Work request: Consider the listing below. Extract exactly the lines from the line containing "let steady = if" to the line containing "times.push(bundle.elapsed);", both included.

Provided records:
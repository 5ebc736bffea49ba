// 该文件是 Yebing （叶病识别） 项目的一部分。
// src/task.rs - 任务
//
// 本文件根据 Apache 许可证第 2.0 版（以下简称“许可证”）授权使用；
// 除非遵守该许可证条款，否则您不得使用本文件。
// 您可通过以下网址获取许可证副本：
// http://www.apache.org/licenses/LICENSE-2.0
// 除非适用法律要求或书面同意，根据本许可协议分发的软件均按“原样”提供，
// 不附带任何形式的明示或暗示的保证或条件。
// 有关许可权限与限制的具体条款，请参阅本许可协议。
//
// Copyright (C) 2026 Johann Li <me@qinka.pro>, Wareless Group

use std::sync::{
  Arc,
  atomic::{AtomicBool, Ordering},
};
use std::time::Duration;
use tracing::{info, warn};

use crate::{
  classifier::{Classifier, DiagnosticBundle},
  input::ImageBytes,
  model::ModelLoader,
  output::Render,
};

pub trait Task<I, C, O>: Sized {
  type Error;
  fn run_task(self, input: I, classifier: C, output: O) -> Result<(), Self::Error>;
}

/// 只分类第一张图像，失败时返回错误
pub struct OneShotTask;

impl<'a, L, RE, I, O> Task<I, &'a mut Classifier<L>, O> for OneShotTask
where
  L: ModelLoader,
  RE: std::error::Error + Sync + Send + 'static,
  I: Iterator<Item = ImageBytes>,
  O: Render<ImageBytes, DiagnosticBundle, Error = RE>,
{
  type Error = anyhow::Error;

  fn run_task(self, mut input: I, classifier: &'a mut Classifier<L>, output: O) -> Result<(), Self::Error> {
    info!("开始任务...");
    let image = input.next().ok_or_else(|| anyhow::anyhow!("没有输入图像"))?;
    info!("输入图像 {} 获取成功，开始分类...", image.name);
    let bundle = classifier.diagnose(&image.bytes);
    info!("分类结束，耗时: {:.2?}", bundle.elapsed);
    output.render_result(&image, &bundle)?;

    match bundle.error {
      Some(err) => Err(err.into()),
      None => Ok(()),
    }
  }
}

/// 反复分类同一张图像并统计平均耗时
#[derive(Debug)]
pub struct RepeatShotTask {
  times: usize,
}

impl Default for RepeatShotTask {
  fn default() -> Self {
    Self { times: 1000 }
  }
}

impl RepeatShotTask {
  pub fn with_times(mut self, times: usize) -> Self {
    self.times = times.max(1);
    self
  }
}

/// 前两次包含模型加载与预热，次数足够时不计入平均值
pub fn mean_latency(times: &[Duration]) -> Option<Duration> {
  let steady = if times.len() > 2 { &times[2..] } else { times };
  let count = u32::try_from(steady.len()).ok().filter(|n| *n > 0)?;
  Some(steady.iter().sum::<Duration>() / count)
}

impl<'a, L, RE, I, O> Task<I, &'a mut Classifier<L>, O> for RepeatShotTask
where
  L: ModelLoader,
  RE: std::error::Error + Sync + Send + 'static,
  I: Iterator<Item = ImageBytes>,
  O: Render<ImageBytes, DiagnosticBundle, Error = RE>,
{
  type Error = anyhow::Error;

  fn run_task(self, mut input: I, classifier: &'a mut Classifier<L>, output: O) -> Result<(), Self::Error> {
    info!("开始任务...");
    let image = input.next().ok_or_else(|| anyhow::anyhow!("没有输入图像"))?;
    info!("输入图像 {} 获取成功，开始分类...", image.name);

    let mut times = Vec::with_capacity(self.times);
    let mut last = None;
    for i in 0..self.times {
      let bundle = classifier.diagnose(&image.bytes);
      if let Some(err) = bundle.error {
        return Err(err.into());
      }
      info!("({})分类完成，耗时: {:.2?}", i, bundle.elapsed);
      times.push(bundle.elapsed);
      last = Some(bundle);
    }

    if let Some(bundle) = last {
      output.render_result(&image, &bundle)?;
    }
    if let Some(mean) = mean_latency(&times) {
      warn!("平均分类时间: {:.2?}", mean);
    }

    Ok(())
  }
}

/// 依次分类所有输入，单张失败不会中断任务
#[derive(Default, Debug)]
pub struct ContinuousTask {
  limit: Option<usize>,
  interruptible: bool,
}

impl ContinuousTask {
  pub fn with_limit(mut self, limit: Option<usize>) -> Self {
    self.limit = limit;
    self
  }

  /// 安装 Ctrl-C 处理函数，收到信号后处理完当前图像即退出；每个进程只能安装一次
  pub fn interruptible(mut self, interruptible: bool) -> Self {
    self.interruptible = interruptible;
    self
  }
}

impl<'a, L, RE, I, O> Task<I, &'a mut Classifier<L>, O> for ContinuousTask
where
  L: ModelLoader,
  RE: std::error::Error + Sync + Send + 'static,
  I: Iterator<Item = ImageBytes>,
  O: Render<ImageBytes, DiagnosticBundle, Error = RE>,
{
  type Error = anyhow::Error;

  fn run_task(self, input: I, classifier: &'a mut Classifier<L>, output: O) -> Result<(), Self::Error> {
    info!("开始任务...");
    let stop = Arc::new(AtomicBool::new(false));
    if self.interruptible {
      let stop = Arc::clone(&stop);
      ctrlc::set_handler(move || {
        info!("收到中断信号，准备退出...");
        stop.store(true, Ordering::SeqCst);
      })?;
    }

    let mut processed = 0usize;
    let mut failed = 0usize;
    for image in input {
      if self.limit.is_some_and(|n| processed >= n) {
        info!("达到指定数量 {}, 退出任务循环", processed);
        break;
      }
      processed += 1;
      info!("处理第 {} 张图像: {}", processed, image.name);
      let bundle = classifier.diagnose(&image.bytes);
      if !bundle.is_ok() {
        failed += 1;
      }
      output.render_result(&image, &bundle)?;

      if stop.load(Ordering::SeqCst) {
        warn!("中断信号接收，退出任务循环");
        break;
      }
    }

    info!("任务完成: 共 {} 张, 失败 {} 张", processed, failed);
    Ok(())
  }
}
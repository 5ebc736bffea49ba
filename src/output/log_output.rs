// 该文件是 Yebing （叶病识别） 项目的一部分。
// src/output/log_output.rs - 日志输出
//
// 本文件根据 Apache 许可证第 2.0 版（以下简称“许可证”）授权使用；
// 除非遵守该许可证条款，否则您不得使用本文件。
// 您可通过以下网址获取许可证副本：
// http://www.apache.org/licenses/LICENSE-2.0
// 除非适用法律要求或书面同意，根据本许可协议分发的软件均按“原样”提供，
// 不附带任何形式的明示或暗示的保证或条件。
// 有关许可权限与限制的具体条款，请参阅本许可协议。
//
// Copyright (C) 2026 Johann Li <me@qinka.pro>, Wareless Group

use thiserror::Error;
use tracing::{info, warn};

use crate::{
  FromUrl, FromUrlWithScheme, classifier::DiagnosticBundle, input::ImageBytes, output::Render,
};

#[derive(Error, Debug)]
pub enum LogOutputError {
  #[error("URI 方案不匹配")]
  SchemeMismatch,
}

/// 把分类结果写入 tracing 日志
///
/// `log://` 输出前若干个类别，`log://?json` 输出完整的诊断信息。
#[derive(Debug, Clone, Default)]
pub struct LogOutput {
  json: bool,
}

impl FromUrlWithScheme for LogOutput {
  const SCHEME: &'static str = "log";
}

impl FromUrl for LogOutput {
  type Error = LogOutputError;

  fn from_url(uri: &url::Url) -> Result<Self, Self::Error> {
    if uri.scheme() != Self::SCHEME {
      return Err(LogOutputError::SchemeMismatch);
    }
    let json = uri.query_pairs().any(|(k, _)| k == "json");
    Ok(LogOutput { json })
  }
}

impl Render<ImageBytes, DiagnosticBundle> for LogOutput {
  type Error = LogOutputError;

  fn render_result(&self, input: &ImageBytes, result: &DiagnosticBundle) -> Result<(), Self::Error> {
    if self.json {
      info!("{}: {}", input.name, result.to_json());
      return Ok(());
    }

    match &result.error {
      Some(err) => warn!(
        "{} [{}] 分类失败 ({}): {}",
        input.name,
        result.signature,
        err.kind(),
        err
      ),
      None => {
        info!(
          "{} [{}] 耗时 {:.2?}",
          input.name, result.signature, result.elapsed
        );
        for (rank, p) in result.top.iter().enumerate() {
          info!(
            "  #{} {:<40} {:>6.2}% (类别 {})",
            rank + 1,
            p.label,
            p.score * 100.0,
            p.index
          );
        }
      }
    }
    Ok(())
  }
}
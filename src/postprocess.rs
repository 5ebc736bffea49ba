// 该文件是 Yebing （叶病识别） 项目的一部分。
// src/postprocess.rs - 模型输出后处理
//
// 本文件根据 Apache 许可证第 2.0 版（以下简称“许可证”）授权使用；
// 除非遵守该许可证条款，否则您不得使用本文件。
// 您可通过以下网址获取许可证副本：
// http://www.apache.org/licenses/LICENSE-2.0
// 除非适用法律要求或书面同意，根据本许可协议分发的软件均按“原样”提供，
// 不附带任何形式的明示或暗示的保证或条件。
// 有关许可权限与限制的具体条款，请参阅本许可协议。
//
// Copyright (C) 2026 Johann Li <me@qinka.pro>, Wareless Group

use std::{fmt, str::FromStr};

use tracing::debug;

/// 概率和的容差范围（含边界）
const PROBABILITY_SUM_MIN: f32 = 0.99;
const PROBABILITY_SUM_MAX: f32 = 1.01;

/// 模型输出的含义
#[derive(Debug, Clone, Copy, PartialEq, Eq, Hash, Default)]
pub enum OutputKind {
  /// 未声明，按数值启发式判断
  #[default]
  Auto,
  Probabilities,
  Logits,
}

impl OutputKind {
  pub fn as_str(&self) -> &'static str {
    match self {
      OutputKind::Auto => "auto",
      OutputKind::Probabilities => "probabilities",
      OutputKind::Logits => "logits",
    }
  }
}

impl fmt::Display for OutputKind {
  fn fmt(&self, f: &mut fmt::Formatter<'_>) -> fmt::Result {
    f.write_str(self.as_str())
  }
}

impl FromStr for OutputKind {
  type Err = String;

  fn from_str(s: &str) -> Result<Self, Self::Err> {
    match s.to_ascii_lowercase().as_str() {
      "auto" => Ok(OutputKind::Auto),
      "probabilities" | "probs" | "softmax" => Ok(OutputKind::Probabilities),
      "logits" => Ok(OutputKind::Logits),
      other => Err(format!("未知的输出类型: {}", other)),
    }
  }
}

#[derive(Debug, Clone, PartialEq)]
pub struct Prediction {
  pub index: usize,
  pub label: String,
  pub score: f32,
}

/// 按得分降序排列的分类结果
#[derive(Debug, Clone, PartialEq, Default)]
pub struct Classification {
  pub predictions: Vec<Prediction>,
}

impl Classification {
  pub fn top1(&self) -> Option<&Prediction> {
    self.predictions.first()
  }

  pub fn is_empty(&self) -> bool {
    self.predictions.is_empty()
  }

  pub fn len(&self) -> usize {
    self.predictions.len()
  }

  pub fn iter(&self) -> impl Iterator<Item = &Prediction> {
    self.predictions.iter()
  }
}

/// 判断一组输出是否已经是概率分布：无负值且总和落在 [0.99, 1.01]
pub fn looks_like_probabilities(values: &[f32]) -> bool {
  let sum: f32 = values.iter().sum();
  let any_negative = values.iter().any(|&v| v < 0.0);
  !any_negative && (PROBABILITY_SUM_MIN..=PROBABILITY_SUM_MAX).contains(&sum)
}

/// 数值稳定的 softmax
///
/// 先减去最大值再取指数；指数和为 0 时返回全 0 向量。
pub fn softmax(values: &[f32]) -> Vec<f32> {
  if values.is_empty() {
    return Vec::new();
  }

  let max = values.iter().copied().fold(f32::NEG_INFINITY, f32::max);
  let exps: Vec<f32> = values.iter().map(|&v| (v - max).exp()).collect();
  let sum: f32 = exps.iter().sum();

  if sum == 0.0 {
    return vec![0.0; values.len()];
  }
  exps.into_iter().map(|e| e / sum).collect()
}

/// 将原始输出转换为概率分布
pub fn normalize(raw: &[f32], kind: OutputKind) -> Vec<f32> {
  let as_logits = match kind {
    OutputKind::Logits => true,
    OutputKind::Probabilities => false,
    OutputKind::Auto => !looks_like_probabilities(raw),
  };

  if as_logits {
    debug!("输出按 logits 处理，应用 softmax");
    softmax(raw)
  } else {
    raw.iter().map(|&v| v.clamp(0.0, 1.0)).collect()
  }
}

/// 超出标签表范围的类别使用 `class_<index>` 作为名称
pub fn label_for(labels: &[String], index: usize) -> String {
  labels
    .get(index)
    .cloned()
    .unwrap_or_else(|| format!("class_{}", index))
}

/// 取得分最高的 `k` 个类别，得分相同时索引较小者在前
pub fn top_k(probs: &[f32], labels: &[String], k: usize) -> Classification {
  let mut indices: Vec<usize> = (0..probs.len()).collect();
  // sort_by 是稳定排序
  indices.sort_by(|&a, &b| probs[b].total_cmp(&probs[a]));

  let predictions = indices
    .into_iter()
    .take(k.min(probs.len()))
    .map(|index| Prediction {
      index,
      label: label_for(labels, index),
      score: probs[index],
    })
    .collect();

  Classification { predictions }
}

/// 只取最高分类别；多个最大值时保留最先出现的
pub fn top1(probs: &[f32], labels: &[String]) -> Option<Prediction> {
  let mut best: Option<(usize, f32)> = None;
  for (index, &score) in probs.iter().enumerate() {
    match best {
      Some((_, best_score)) if score <= best_score => {}
      _ => best = Some((index, score)),
    }
  }

  best.map(|(index, score)| Prediction {
    index,
    label: label_for(labels, index),
    score,
  })
}

#[cfg(test)]
mod tests {
  use super::*;

  fn labels(names: &[&str]) -> Vec<String> {
    names.iter().map(|s| s.to_string()).collect()
  }

  fn approx(a: f32, b: f32) -> bool {
    (a - b).abs() < 1e-5
  }

  #[test]
  fn probabilities_pass_through_unchanged() {
    let probs = vec![0.1, 0.7, 0.2];
    let once = normalize(&probs, OutputKind::Auto);
    assert_eq!(once, probs);
    assert_eq!(normalize(&once, OutputKind::Auto), once);
  }

  #[test]
  fn sum_within_tolerance_counts_as_probabilities() {
    assert!(looks_like_probabilities(&[0.5, 0.495]));
    assert!(looks_like_probabilities(&[0.5, 0.505]));
    assert!(looks_like_probabilities(&[1.0, 0.0]));
    assert!(!looks_like_probabilities(&[0.5, 0.48]));
    assert!(!looks_like_probabilities(&[1.2, -0.2]));
  }

  #[test]
  fn logits_become_a_distribution() {
    let probs = normalize(&[2.0, -1.0, 0.5, 3.5], OutputKind::Auto);
    let sum: f32 = probs.iter().sum();
    assert!(approx(sum, 1.0));
    assert!(probs.iter().all(|&p| p >= 0.0));
    assert_eq!(top1(&probs, &[]).unwrap().index, 3);
  }

  #[test]
  fn large_logits_do_not_overflow() {
    let probs = softmax(&[1000.0, 1000.0, 999.0]);
    assert!(probs.iter().all(|p| p.is_finite()));
    assert!(approx(probs.iter().sum(), 1.0));
    assert!(approx(probs[0], probs[1]));
  }

  #[test]
  fn all_zero_logits_are_uniform() {
    let probs = normalize(&[0.0; 4], OutputKind::Auto);
    assert!(probs.iter().all(|&p| approx(p, 0.25)));
  }

  #[test]
  fn explicit_kind_skips_heuristic() {
    // 恰好和为 1 的 logits
    let raw = [0.2, 0.3, 0.5];
    let probs = normalize(&raw, OutputKind::Logits);
    assert!(!approx(probs[2], 0.5));
    assert!(approx(probs.iter().sum(), 1.0));

    let clamped = normalize(&[1.5, -0.5], OutputKind::Probabilities);
    assert_eq!(clamped, vec![1.0, 0.0]);
  }

  #[test]
  fn empty_input_yields_empty_results() {
    assert!(normalize(&[], OutputKind::Auto).is_empty());
    assert!(top_k(&[], &[], 3).is_empty());
    assert_eq!(top1(&[], &[]), None);
  }

  #[test]
  fn top1_picks_blight() {
    let labels = labels(&["healthy", "blight", "rust"]);
    let best = top1(&[0.1, 0.7, 0.2], &labels).unwrap();
    assert_eq!(best.label, "blight");
    assert_eq!(best.score, 0.7);
  }

  #[test]
  fn missing_label_is_synthesized() {
    let labels = labels(&["healthy", "blight"]);
    let best = top1(&[0.1, 0.2, 0.7], &labels).unwrap();
    assert_eq!(best.label, "class_2");

    let ranked = top_k(&[0.1, 0.2, 0.7], &labels, 3);
    assert_eq!(ranked.top1().unwrap().label, "class_2");
  }

  #[test]
  fn top_k_is_sorted_and_bounded() {
    let probs = [0.05, 0.3, 0.1, 0.3, 0.25];
    let labels = labels(&["a", "b", "c", "d", "e"]);
    for k in 0..8 {
      let ranked = top_k(&probs, &labels, k);
      assert_eq!(ranked.len(), k.min(probs.len()));
      assert!(
        ranked
          .predictions
          .windows(2)
          .all(|w| w[0].score >= w[1].score)
      );
    }
  }

  #[test]
  fn ties_keep_the_earlier_index() {
    let probs = [0.25, 0.25, 0.25, 0.25];
    let ranked = top_k(&probs, &[], 4);
    let order: Vec<_> = ranked.iter().map(|p| p.index).collect();
    assert_eq!(order, vec![0, 1, 2, 3]);
    assert_eq!(top1(&probs, &[]).unwrap().index, 0);
  }

  #[test]
  fn parses_output_kind() {
    assert_eq!("Logits".parse::<OutputKind>(), Ok(OutputKind::Logits));
    assert_eq!("softmax".parse::<OutputKind>(), Ok(OutputKind::Probabilities));
    assert!("other".parse::<OutputKind>().is_err());
  }
}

Solved exercise:
  let steady = if times.len() > 2 { &times[2..] } else { times };
  let count = u32::try_from(steady.len()).ok().filter(|n| *n > 0)?;
  Some(steady.iter().sum::<Duration>() / count)
}

impl<'a, L, RE, I, O> Task<I, &'a mut Classifier<L>, O> for RepeatShotTask
where
  L: ModelLoader,
  RE: std::error::Error + Sync + Send + 'static,
  I: Iterator<Item = ImageBytes>,
  O: Render<ImageBytes, DiagnosticBundle, Error = RE>,
{
  type Error = anyhow::Error;

  fn run_task(self, mut input: I, classifier: &'a mut Classifier<L>, output: O) -> Result<(), Self::Error> {
    info!("开始任务...");
    let image = input.next().ok_or_else(|| anyhow::anyhow!("没有输入图像"))?;
    info!("输入图像 {} 获取成功，开始分类...", image.name);

    let mut times = Vec::with_capacity(self.times);
    let mut last = None;
    for i in 0..self.times {
      let bundle = classifier.diagnose(&image.bytes);
      if let Some(err) = bundle.error {
        return Err(err.into());
      }
      info!("({})分类完成，耗时: {:.2?}", i, bundle.elapsed);
      times.push(bundle.elapsed);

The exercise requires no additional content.